Summer vacation is drawing to a close for thousands of Milwaukee students. But for some, learning has continued throughout the warm months. They’ve been taking part in YouthBuild program.
The program, run by MATC and Journey House, prepares people ages 16-24, who've dropped out of school for a career in the construction trades.
The building business is booming in Milwaukee. The Bucks arena project alone is expected to provide jobs to hundreds.
Dra'vonnBankhead hopes he gets one of them. The 20-year-old says he was mainly taking care of his grandmother, but now he’s enrolled in the YouthBuild program to get a background in construction.

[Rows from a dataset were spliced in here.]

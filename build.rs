//! Retrieves information about the version of the crate from Git and the build
//! environment. It is exposed through the `build` module generated by
//! `shadow-rs` and printed by the binary on startup.

fn main() -> shadow_rs::SdResult<()> {
    shadow_rs::new()
}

"I dropped out in the 11th grade and I wasn't doing anything other than that at home, working odd jobs, helping people around my neighborhood, cutting grass and everything, and it wasn't something I wanted to be doing," he says.
Now Bankhead is preparing for his GED at the Journey House on Mondays and Fridays. It takes most of the YouthBuild students about a year to finish.

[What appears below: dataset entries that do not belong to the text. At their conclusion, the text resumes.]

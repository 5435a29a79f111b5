//! Compares the legal moves and the check/checkmate flags against shakmaty
//! after every ply of a few game lines.

use chessmate::chess::core::Position;
use chessmate::chess::service::{GameStatus, MoveService};
use itertools::Itertools;
use pretty_assertions::assert_eq;
use shakmaty::{CastlingMode, Chess, Position as ShakmatyPosition};

fn get_moves(game: &mut MoveService) -> Vec<String> {
    game.legal_moves()
        .unwrap()
        .iter()
        .map(|(from, to)| format!("{from}{to}"))
        .sorted()
        .collect()
}

/// Castling is not supported and promotions only produce queens, so only the
/// source and target squares are compared.
fn reference_moves(position: &Chess) -> Vec<String> {
    position
        .legal_moves()
        .iter()
        .filter(|m| !m.is_castle())
        .map(|m| m.to_uci(CastlingMode::Standard).to_string()[..4].to_string())
        .sorted()
        .dedup()
        .collect()
}

fn compare(game: &mut MoveService, position: &Chess) {
    assert_eq!(get_moves(game), reference_moves(position));
    assert_eq!(game.is_check(), position.is_check());
    assert_eq!(game.is_checkmate(), position.is_checkmate());
    assert_eq!(
        game.status().unwrap() == GameStatus::Stalemate,
        position.is_stalemate()
    );
}

fn check_line(moves: &str) {
    let mut game = MoveService::new();
    let mut position = Chess::default();
    compare(&mut game, &position);
    for notation in moves.split_whitespace() {
        let (from, to) = notation.split_at(2);
        let from = Position::try_from(from).unwrap();
        let to = Position::try_from(to).unwrap();
        assert!(game.try_move(from, to).unwrap(), "{notation} should be legal");

        let reference = position
            .legal_moves()
            .iter()
            .find(|m| {
                let uci = m.to_uci(CastlingMode::Standard).to_string();
                uci == notation || uci == format!("{notation}q")
            })
            .cloned()
            .unwrap_or_else(|| panic!("{notation} is not legal for shakmaty"));
        position.play_unchecked(&reference);

        compare(&mut game, &position);
    }
}

#[test]
fn scholars_mate() {
    check_line("e2e4 e7e5 f1c4 b8c6 d1h5 g8f6 h5f7");
}

#[test]
fn fools_mate() {
    check_line("f2f3 e7e5 g2g4 d8h4");
}

#[test]
fn en_passant() {
    check_line("e2e4 a7a6 e4e5 d7d5 e5d6 c7d6");
}

#[test]
fn promotion() {
    check_line("a2a4 b7b5 a4b5 a7a6 b5a6 c8b7 a6b7 b8c6 b7a8");
}

#[test]
fn check_and_block() {
    check_line("e2e4 d7d5 f1b5 c7c6 b5c6 b7c6");
}

#[test]
fn pins_and_discovered_attacks() {
    check_line("e2e4 e7e5 g1f3 d7d6 f1b5 c7c6 d2d4 c8g4 b5c6 b8c6 d4d5 g4f3 d1f3 c6d4 f3d1");
}

#[test]
fn king_walk() {
    check_line("e2e4 e7e5 e1e2 e8e7 e2d3 d7d5 d3c3 d5e4 c3c4 d8d4 c4b5 c8d7");
}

And for 15 weeks, participants spend Tuesdays, Wednesdays and Thursdays at MATC, focusing on the building trades. In the morning, they're in the classroom, learning things such as OSHA regulations and the math skills carpenters need. In the afternoon, instructor Beverly Sroka takes the students into the shop for hands-on work.

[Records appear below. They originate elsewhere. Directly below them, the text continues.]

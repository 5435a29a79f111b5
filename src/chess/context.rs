//! [`GameContext`] bundles the [`Board`] with the [`GameState`] of one game.

use anyhow::bail;

use crate::chess::board::Board;
use crate::chess::core::{CastleRights, Piece, PieceKind, Player, Position, BOARD_WIDTH};
use crate::chess::evaluator;
use crate::chess::state::GameState;

/// One game session: the board and its state. Pieces borrow the context for
/// the duration of a single validation call, the evaluator and
/// [`crate::chess::service::MoveService`] borrow it mutably.
#[derive(Clone, Debug, PartialEq, Eq)]
pub struct GameContext {
    #[allow(missing_docs)]
    pub board: Board,
    #[allow(missing_docs)]
    pub state: GameState,
}

impl GameContext {
    /// Starting position with White to move and attack maps computed.
    #[must_use]
    pub fn starting() -> Self {
        let mut context = Self {
            board: Board::starting(),
            state: GameState::new(),
        };
        context.state.update_attack_maps(&context.board);
        context
    }

    /// Builds a context from a custom layout, see [`GameContext::load_custom`].
    ///
    /// # Errors
    ///
    /// If the layout is rejected.
    pub fn custom(pieces: &[(Piece, Position)], side_to_move: Player) -> anyhow::Result<Self> {
        let mut context = Self {
            board: Board::empty(),
            state: GameState::new(),
        };
        context.load_custom(pieces, side_to_move)?;
        Ok(context)
    }

    /// Returns the game to the starting position and a fresh state.
    pub fn reset(&mut self) {
        self.board.reset_to_standard_layout();
        self.state.reset();
        self.state.update_attack_maps(&self.board);
    }

    /// Replaces the board with given pieces, resets the state and sets the
    /// player to move. Castling rights are kept only where the king and the
    /// rook stand on their original squares.
    ///
    /// When both kings are on the board the check and checkmate flags of
    /// `side_to_move` are computed. Positions without a king are accepted
    /// (useful for testing a single piece) and keep both flags cleared, any
    /// operation that needs the missing king will fail.
    ///
    /// # Errors
    ///
    /// If a square is listed twice, a player has more than one king or a pawn
    /// stands on the first or last rank.
    pub fn load_custom(
        &mut self,
        pieces: &[(Piece, Position)],
        side_to_move: Player,
    ) -> anyhow::Result<()> {
        let mut board = Board::empty();
        board.load_custom(pieces)?;
        for player in [Player::White, Player::Black] {
            let kings = board
                .pieces(player)
                .filter(|piece| piece.kind == PieceKind::King)
                .count();
            if kings > 1 {
                bail!("expected at most 1 {player} king, got {kings}");
            }
        }
        if let Some(pawn) = board.all_pieces().find(|piece| {
            piece.kind == PieceKind::Pawn
                && (piece.position().row() == Player::White.backrank()
                    || piece.position().row() == Player::Black.backrank())
        }) {
            bail!("pawns can not be placed on backranks, got one on {}", pawn.position());
        }
        self.board = board;
        self.state.reset();
        self.state.set_player(side_to_move);
        for player in [Player::White, Player::Black] {
            let king_home = self
                .board
                .get(Position::from_index(player.backrank() * BOARD_WIDTH + 4));
            if !king_home.is_some_and(|king| king.kind == PieceKind::King && king.owner == player)
            {
                self.state.revoke_castling(CastleRights::both(player));
            }
        }
        for position in Position::all() {
            let rights = CastleRights::for_rook_square(position);
            if rights.is_empty() {
                continue;
            }
            let home_rook = self.board.get(position).is_some_and(|rook| {
                rook.kind == PieceKind::Rook
                    && CastleRights::both(rook.owner).contains(rights)
            });
            if !home_rook {
                self.state.revoke_castling(rights);
            }
        }
        self.state.update_attack_maps(&self.board);
        self.update_check_flags()
    }

    /// Recomputes the check and checkmate flags of the player to move. Both
    /// flags are cleared unless each player has exactly one king.
    pub(super) fn update_check_flags(&mut self) -> anyhow::Result<()> {
        if self.board.find_king(Player::White).is_err()
            || self.board.find_king(Player::Black).is_err()
        {
            self.state.set_check_flags(false, false);
            return Ok(());
        }
        let player = self.state.current_player();
        let check = evaluator::is_king_in_check(self, player)?;
        let checkmate = check && !evaluator::has_legal_moves(self, player)?;
        self.state.set_check_flags(check, checkmate);
        Ok(())
    }
}

impl Default for GameContext {
    fn default() -> Self {
        Self::starting()
    }
}

#[cfg(test)]
mod test {
    use pretty_assertions::assert_eq;

    use super::*;

    fn square(notation: &str) -> Position {
        Position::try_from(notation).unwrap()
    }

    fn piece(owner: Player, kind: PieceKind, at: &str) -> (Piece, Position) {
        (Piece::new(owner, kind, square(at)), square(at))
    }

    #[test]
    fn starting_context() {
        let context = GameContext::starting();
        assert_eq!(context.state.current_player(), Player::White);
        assert!(context.state.attacks(Player::White).contains(square("f3")));
        assert!(context.state.attacks(Player::Black).contains(square("f6")));
    }

    #[test]
    fn reset() {
        let mut context = GameContext::custom(
            &[
                piece(Player::White, PieceKind::King, "e1"),
                piece(Player::Black, PieceKind::King, "e8"),
            ],
            Player::Black,
        )
        .unwrap();
        context.reset();
        assert_eq!(context, GameContext::starting());
    }

    #[test]
    fn custom_castling_rights() {
        let context = GameContext::custom(
            &[
                piece(Player::White, PieceKind::King, "e1"),
                piece(Player::White, PieceKind::Rook, "h1"),
                piece(Player::White, PieceKind::Rook, "b1"),
                piece(Player::Black, PieceKind::King, "d8"),
                piece(Player::Black, PieceKind::Rook, "a8"),
            ],
            Player::White,
        )
        .unwrap();
        assert_eq!(context.state.castling(), CastleRights::WHITE_SHORT);
        assert_eq!(context.state.current_player(), Player::White);
    }

    #[test]
    #[should_panic(expected = "expected at most 1 White king, got 2")]
    fn two_kings() {
        let _ = GameContext::custom(
            &[
                piece(Player::White, PieceKind::King, "e1"),
                piece(Player::White, PieceKind::King, "e2"),
            ],
            Player::White,
        )
        .unwrap();
    }

    #[test]
    #[should_panic(expected = "pawns can not be placed on backranks, got one on c8")]
    fn pawn_on_backrank() {
        let _ = GameContext::custom(
            &[
                piece(Player::White, PieceKind::King, "e1"),
                piece(Player::White, PieceKind::Pawn, "c8"),
            ],
            Player::White,
        )
        .unwrap();
    }

    #[test]
    fn custom_matches_loading_over_a_game() {
        let pieces = [
            piece(Player::White, PieceKind::King, "e1"),
            piece(Player::White, PieceKind::Rook, "a1"),
            piece(Player::Black, PieceKind::King, "e8"),
            piece(Player::Black, PieceKind::Knight, "g8"),
        ];
        let mut loaded = GameContext::starting();
        loaded.load_custom(&pieces, Player::Black).unwrap();
        assert_eq!(GameContext::custom(&pieces, Player::Black).unwrap(), loaded);
    }

    #[test]
    fn loaded_checkmate_sets_flags() {
        let context = GameContext::custom(
            &[
                piece(Player::White, PieceKind::King, "g1"),
                piece(Player::White, PieceKind::Rook, "a8"),
                piece(Player::Black, PieceKind::King, "g8"),
                piece(Player::Black, PieceKind::Pawn, "f7"),
                piece(Player::Black, PieceKind::Pawn, "g7"),
                piece(Player::Black, PieceKind::Pawn, "h7"),
            ],
            Player::Black,
        )
        .unwrap();
        assert!(context.state.is_check());
        assert!(context.state.is_checkmate());
    }

    #[test]
    fn loaded_check_sets_flags() {
        let mut context = GameContext::custom(
            &[
                piece(Player::White, PieceKind::King, "g1"),
                piece(Player::White, PieceKind::Rook, "a8"),
                piece(Player::Black, PieceKind::King, "g8"),
                piece(Player::Black, PieceKind::Pawn, "g7"),
            ],
            Player::Black,
        )
        .unwrap();
        assert!(context.state.is_check());
        assert!(!context.state.is_checkmate());

        // Same layout with White to move: Black's check is not White's.
        context
            .load_custom(
                &[
                    piece(Player::White, PieceKind::King, "g1"),
                    piece(Player::White, PieceKind::Rook, "a8"),
                    piece(Player::Black, PieceKind::King, "g8"),
                    piece(Player::Black, PieceKind::Pawn, "g7"),
                ],
                Player::White,
            )
            .unwrap();
        assert!(!context.state.is_check());
        assert!(!context.state.is_checkmate());
    }

    #[test]
    fn single_king_layout_keeps_flags_cleared() {
        let context = GameContext::custom(
            &[
                piece(Player::White, PieceKind::King, "e4"),
                piece(Player::Black, PieceKind::Rook, "e8"),
            ],
            Player::White,
        )
        .unwrap();
        assert!(!context.state.is_check());
        assert!(!context.state.is_checkmate());
    }

    #[test]
    fn rejected_layout_keeps_the_game() {
        let mut context = GameContext::starting();
        assert!(context
            .load_custom(
                &[
                    piece(Player::White, PieceKind::Pawn, "a1"),
                    piece(Player::White, PieceKind::King, "e1"),
                ],
                Player::Black,
            )
            .is_err());
        assert_eq!(context, GameContext::starting());
    }
}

"What they're learning now is...chisels, laying out angles, a handsaw, learning how to read a print, measure off of stuff so everything comes out exactly how it's supposed to be, and then the different types of lumber," Sroka says.
As the weeks progress, participants learn how to use power tools, then frame a house.
"So they get to build four walls, openings for windows and doors so you can header it out, then we do some insulation work, drywall," Sroka says.
Finally the students go into the field, where they help build a Habitat for Humanity home. For some, like 20-year-old Anthony Beard, it’s the first thing they’ve ever made. Beard says now that he's in YouthBuild, he's trying to determine which building trade to pursue.
"I would like to do electrician or a plumber, or carpentry, anything that fits best for me," Beard says.
Seventeen-year-old Kyara Rodriguez also enjoys the work. She enrolled in YouthBuild mainly to get her GED, but says now, she's planning a career in construction.
"I originally wanted to do hair, so this is like a whole, new different thing," Rodriguez says.
MATC and Journey House began offering YouthBuild a year ago. Interim project manager Derick Cornelius says the U.S. Department of Labor oversees and funds the program. The money covers instruction, as well as transportation; some students come from the House of Correction each day, where they're serving sentences. The funding also pays for the tools of the trade that students use in class.
"They get to keep these tools for life, because we really want them to try to go into the trades, or at least something closely related to the trades," Cornelius says.
Cornelius says it's a significant investment. So applicants are screened to make sure they're a good fit.
"You know you get some students -- it sounds good up front, and they think, 'OK, this is something I can do.' But being able to continue to go through it day in and day out, and to come to class and to participate every day, there are some students who just can't handle that at the time," Cornelius says.
Cornelius says he doesn't yet know how successful YouthBuild might be, because most of the participants are still finishing their GEDs and haven’t yet entered the workforce. But he says YouthBuild is working with local construction companies to establish a pipeline to take students from the program to the job site.